Wherever the word "usize" occurs in the lines below, copy the whole line.

Data for the task —
++++

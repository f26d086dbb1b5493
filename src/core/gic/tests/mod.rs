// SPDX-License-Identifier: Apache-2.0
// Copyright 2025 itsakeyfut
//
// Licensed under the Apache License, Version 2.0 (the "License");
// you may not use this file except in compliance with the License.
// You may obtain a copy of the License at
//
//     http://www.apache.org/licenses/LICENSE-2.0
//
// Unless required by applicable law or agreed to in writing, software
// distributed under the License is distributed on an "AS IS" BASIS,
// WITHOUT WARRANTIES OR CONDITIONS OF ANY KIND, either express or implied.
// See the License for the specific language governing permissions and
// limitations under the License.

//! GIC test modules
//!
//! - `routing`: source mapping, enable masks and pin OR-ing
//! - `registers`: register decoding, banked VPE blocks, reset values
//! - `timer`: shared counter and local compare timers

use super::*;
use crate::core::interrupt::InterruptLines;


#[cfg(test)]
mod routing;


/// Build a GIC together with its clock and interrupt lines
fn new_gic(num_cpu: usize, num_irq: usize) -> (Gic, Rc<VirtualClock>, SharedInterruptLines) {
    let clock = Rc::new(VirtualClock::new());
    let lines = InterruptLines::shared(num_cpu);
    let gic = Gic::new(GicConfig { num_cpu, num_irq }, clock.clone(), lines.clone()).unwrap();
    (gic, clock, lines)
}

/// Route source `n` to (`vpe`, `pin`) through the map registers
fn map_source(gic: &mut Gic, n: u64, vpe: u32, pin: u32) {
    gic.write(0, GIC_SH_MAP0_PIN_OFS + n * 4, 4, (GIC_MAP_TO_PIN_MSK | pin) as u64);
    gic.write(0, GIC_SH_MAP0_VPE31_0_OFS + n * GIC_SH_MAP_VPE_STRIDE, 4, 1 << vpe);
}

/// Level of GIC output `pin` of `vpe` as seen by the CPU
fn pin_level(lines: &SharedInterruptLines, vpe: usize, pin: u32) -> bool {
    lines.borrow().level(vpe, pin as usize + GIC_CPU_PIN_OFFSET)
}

++++

Task response —
fn new_gic(num_cpu: usize, num_irq: usize) -> (Gic, Rc<VirtualClock>, SharedInterruptLines) {
fn pin_level(lines: &SharedInterruptLines, vpe: usize, pin: u32) -> bool {
    lines.borrow().level(vpe, pin as usize + GIC_CPU_PIN_OFFSET)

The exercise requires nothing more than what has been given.